According to the Australian Industry and Skills Committee, the construction industry accounts for 9% of Australia’s total GDP and supports more full-time work than any other sector. Given this, any downturn in the construction industry is sure to detract from Australia’s long-term economic growth. The surge of the Omicron variant has caused an unprecedented disturbance in the Australian construction industry with owners and employees alike facing higher daily risks of exposure amidst already risky work.
Though there is no lockdown mandate still in order, many workers strongly consider the impact of working in high-contact areas for long periods of time as they aim to avoid contracting the virus and passing it on to their network.

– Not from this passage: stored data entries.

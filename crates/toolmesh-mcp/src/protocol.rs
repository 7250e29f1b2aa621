//! MCP protocol types.
//!
//! This module defines the JSON-RPC 2.0 message types and MCP-specific
//! protocol structures used for communication with MCP servers.

use serde::{Deserialize, Serialize};
use serde_json::Value;

/// JSON-RPC protocol version.
pub const JSONRPC_VERSION: &str = "2.0";

/// MCP protocol version.
pub const MCP_PROTOCOL_VERSION: &str = "2024-11-05";

/// Request ID for JSON-RPC messages.
#[derive(Debug, Clone, PartialEq, Eq, Hash, Serialize, Deserialize)]
#[serde(untagged)]
pub enum RequestId {
    /// Numeric ID.
    Number(i64),
    /// String ID.
    String(String),
}

impl From<u64> for RequestId {
    fn from(id: u64) -> Self {
        Self::Number(id as i64)
    }
}

impl From<&str> for RequestId {
    fn from(id: &str) -> Self {
        Self::String(id.to_string())
    }
}

/// JSON-RPC request message.
#[derive(Debug, Clone, Serialize, Deserialize)]
pub struct JsonRpcRequest<P> {
    /// JSON-RPC version (always "2.0").
    pub jsonrpc: String,
    /// Unique request ID.
    pub id: RequestId,
    /// Method name.
    pub method: String,
    /// Optional method parameters.
    #[serde(skip_serializing_if = "Option::is_none")]
    pub params: Option<P>,
}

impl<P> JsonRpcRequest<P> {
    /// Create a new JSON-RPC request.
    pub fn new(id: impl Into<RequestId>, method: impl Into<String>, params: Option<P>) -> Self {
        Self {
            jsonrpc: JSONRPC_VERSION.to_string(),
            id: id.into(),
            method: method.into(),
            params,
        }
    }
}

/// JSON-RPC error object.
#[derive(Debug, Clone, Serialize, Deserialize)]
pub struct JsonRpcError {
    /// Error code.
    pub code: i32,
    /// Error message.
    pub message: String,
    /// Optional additional data.
    #[serde(skip_serializing_if = "Option::is_none")]
    pub data: Option<Value>,
}

impl JsonRpcError {
    pub const PARSE_ERROR: i32 = -32700;
    pub const INVALID_REQUEST: i32 = -32600;
    pub const METHOD_NOT_FOUND: i32 = -32601;
    pub const INVALID_PARAMS: i32 = -32602;
    pub const INTERNAL_ERROR: i32 = -32603;
}

/// JSON-RPC notification (no ID, no response expected).
#[derive(Debug, Clone, Serialize, Deserialize)]
pub struct JsonRpcNotification<P> {
    /// JSON-RPC version (always "2.0").
    pub jsonrpc: String,
    /// Method name.
    pub method: String,
    /// Optional method parameters.
    #[serde(skip_serializing_if = "Option::is_none")]
    pub params: Option<P>,
}

impl<P> JsonRpcNotification<P> {
    /// Create a new JSON-RPC notification.
    pub fn new(method: impl Into<String>, params: Option<P>) -> Self {
        Self {
            jsonrpc: JSONRPC_VERSION.to_string(),
            method: method.into(),
            params,
        }
    }
}

/// Any message received from a server.
///
/// Servers may interleave notifications and server-initiated requests with
/// responses, so incoming frames are decoded loosely first and matched to the
/// pending request by id.
#[derive(Debug, Clone, Deserialize)]
pub struct IncomingMessage {
    #[serde(default)]
    pub id: Option<RequestId>,
    #[serde(default)]
    pub method: Option<String>,
    #[serde(default)]
    pub result: Option<Value>,
    #[serde(default)]
    pub error: Option<JsonRpcError>,
}

impl IncomingMessage {
    /// A response carries an id and no method.
    pub fn is_response(&self) -> bool {
        self.id.is_some() && self.method.is_none()
    }
}

// ============================================================================
// MCP Protocol Types
// ============================================================================

/// Client information sent during initialization.
#[derive(Debug, Clone, Serialize, Deserialize)]
pub struct ClientInfo {
    pub name: String,
    pub version: String,
}

impl Default for ClientInfo {
    fn default() -> Self {
        Self {
            name: "toolmesh".to_string(),
            version: env!("CARGO_PKG_VERSION").to_string(),
        }
    }
}

/// Server information returned during initialization.
#[derive(Debug, Clone, Serialize, Deserialize)]
pub struct ServerInfo {
    pub name: String,
    #[serde(skip_serializing_if = "Option::is_none")]
    pub version: Option<String>,
}

/// Client capabilities for initialization. Tool calling needs none.
#[derive(Debug, Clone, Default, Serialize, Deserialize)]
pub struct ClientCapabilities {}

/// Server capabilities returned during initialization.
#[derive(Debug, Clone, Default, Serialize, Deserialize)]
pub struct ServerCapabilities {
    /// Tools capability.
    #[serde(skip_serializing_if = "Option::is_none")]
    pub tools: Option<ToolsCapability>,
    /// Capabilities we do not use are kept verbatim.
    #[serde(flatten)]
    pub other: serde_json::Map<String, Value>,
}

/// Tools capability.
#[derive(Debug, Clone, Default, Serialize, Deserialize)]
#[serde(rename_all = "camelCase")]
pub struct ToolsCapability {
    /// Whether the server supports listing changed tools.
    #[serde(default)]
    pub list_changed: bool,
}

/// Parameters for the initialize request.
#[derive(Debug, Clone, Serialize, Deserialize)]
#[serde(rename_all = "camelCase")]
pub struct InitializeParams {
    pub protocol_version: String,
    pub capabilities: ClientCapabilities,
    pub client_info: ClientInfo,
}

impl Default for InitializeParams {
    fn default() -> Self {
        Self {
            protocol_version: MCP_PROTOCOL_VERSION.to_string(),
            capabilities: ClientCapabilities::default(),
            client_info: ClientInfo::default(),
        }
    }
}

/// Result of the initialize request.
#[derive(Debug, Clone, Serialize, Deserialize)]
#[serde(rename_all = "camelCase")]
pub struct InitializeResult {
    pub protocol_version: String,
    #[serde(default)]
    pub capabilities: ServerCapabilities,
    pub server_info: ServerInfo,
}

/// Parameters for a paginated tools/list request.
#[derive(Debug, Clone, Default, Serialize, Deserialize)]
pub struct ListToolsParams {
    #[serde(skip_serializing_if = "Option::is_none")]
    pub cursor: Option<String>,
}

/// Result of the tools/list request.
#[derive(Debug, Clone, Default, Serialize, Deserialize)]
#[serde(rename_all = "camelCase")]
pub struct ListToolsResult {
    /// List of available tools.
    pub tools: Vec<McpToolDefinition>,
    /// Cursor for the next page.
    #[serde(default, skip_serializing_if = "Option::is_none")]
    pub next_cursor: Option<String>,
}

fn empty_object_schema() -> Value {
    serde_json::json!({ "type": "object", "properties": {} })
}

/// MCP tool definition.
#[derive(Debug, Clone, PartialEq, Serialize, Deserialize)]
#[serde(rename_all = "camelCase")]
pub struct McpToolDefinition {
    /// Tool name.
    pub name: String,
    /// Human-readable description.
    #[serde(default, skip_serializing_if = "Option::is_none")]
    pub description: Option<String>,
    /// JSON Schema for the tool's input parameters.
    #[serde(default = "empty_object_schema")]
    pub input_schema: Value,
}

impl McpToolDefinition {
    pub fn new(name: impl Into<String>) -> Self {
        Self {
            name: name.into(),
            description: None,
            input_schema: empty_object_schema(),
        }
    }

    pub fn with_description(mut self, description: impl Into<String>) -> Self {
        self.description = Some(description.into());
        self
    }

    pub fn with_input_schema(mut self, schema: Value) -> Self {
        self.input_schema = schema;
        self
    }
}

/// Parameters for the tools/call request.
#[derive(Debug, Clone, Serialize, Deserialize)]
pub struct CallToolParams {
    pub name: String,
    #[serde(skip_serializing_if = "Option::is_none")]
    pub arguments: Option<Value>,
}

/// Result of the tools/call request.
#[derive(Debug, Clone, Default, Serialize, Deserialize)]
#[serde(rename_all = "camelCase")]
pub struct CallToolResult {
    /// Content returned by the tool.
    #[serde(default)]
    pub content: Vec<ToolContent>,
    /// Machine-readable result, if the tool declares an output schema.
    #[serde(default, skip_serializing_if = "Option::is_none")]
    pub structured_content: Option<Value>,
    /// Whether the tool execution resulted in an error.
    #[serde(default)]
    pub is_error: bool,
}

impl CallToolResult {
    /// Build a successful result holding a single text block.
    pub fn text(text: impl Into<String>) -> Self {
        Self {
            content: vec![ToolContent::text(text)],
            ..Default::default()
        }
    }

    /// Concatenated text of all text blocks.
    pub fn joined_text(&self) -> String {
        self.content
            .iter()
            .filter_map(|c| c.as_text())
            .collect::<Vec<_>>()
            .join("\n")
    }
}

/// Embedded resource contents.
#[derive(Debug, Clone, Serialize, Deserialize)]
#[serde(rename_all = "camelCase")]
pub struct ResourceContents {
    pub uri: String,
    #[serde(default, skip_serializing_if = "Option::is_none")]
    pub mime_type: Option<String>,
    #[serde(default, skip_serializing_if = "Option::is_none")]
    pub text: Option<String>,
}

/// Content returned by a tool.
#[derive(Debug, Clone, Serialize, Deserialize)]
#[serde(tag = "type", rename_all = "lowercase")]
pub enum ToolContent {
    /// Text content.
    Text { text: String },
    /// Image content (base64 encoded).
    Image {
        data: String,
        #[serde(rename = "mimeType")]
        mime_type: String,
    },
    /// Embedded resource.
    Resource { resource: ResourceContents },
    /// Content kinds this client does not interpret (audio, resource links, ...).
    #[serde(other)]
    Unsupported,
}

impl ToolContent {
    /// Create a text content item.
    pub fn text(text: impl Into<String>) -> Self {
        Self::Text { text: text.into() }
    }

    /// Create an image content item.
    pub fn image(data: impl Into<String>, mime_type: impl Into<String>) -> Self {
        Self::Image {
            data: data.into(),
            mime_type: mime_type.into(),
        }
    }

    /// Get the text content if this is a text item.
    pub fn as_text(&self) -> Option<&str> {
        match self {
            Self::Text { text } => Some(text),
            _ => None,
        }
    }
}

Moreover, mandatory vaccinations are also contributing to the shortage as vaccine hesitancy has caused many skilled tradespeople to switch industries. As a result, there have been lengthy delays to existing and future projects and is predicted to intensify if the outbreak is not managed in the near future.
As Australia’s construction industry continues to struggle with its high-risk and sick workforce, the shortage of labour has invariably led to widespread vacancies across different projects. The construction workforce had already been amongst the most impacted by the initial statewide lockdowns in the earlier part of the pandemic and with the surge in Omicron cases, new opportunity is abound for emerging tradies. Stats reveal since the lockdown took hold in Australia, around 780,000 Aussies lost their jobs. From corporate to construction industries, filling these roles is still top priority for many business owners.
If worker shortages are not bolstered soon, the industry could be headed for uncharted waters. One of the major risks of the construction sector is inflation- which will hamper the economic growth of the whole country. Less construction output will mean higher interest rates for houses and commercial property. Without a sufficient top-up of skills and talent for the widespread vacancies, the economic haemorrhaging will continue.
With border restrictions still very much in effect, the major source of labour in Australian construction is from local tradespeople. To promote a skilled labour influx within the country, the wait is set to continue as the spread of Omicron bars an overseas labour force from filling vacancies as well as deters locals from exposure to high-risk environments.
Given the dramatic drop in labour force numbers, the industry is staring down the barrel of extreme project delays. Between improved protective workwear, health education and worker incentives, the industry’s roadmap to recovery will be underpinned by some big changes. Project delays are detrimental to long-term quality infrastructure goals so employers have to create a safer working environment for their workers, old and new.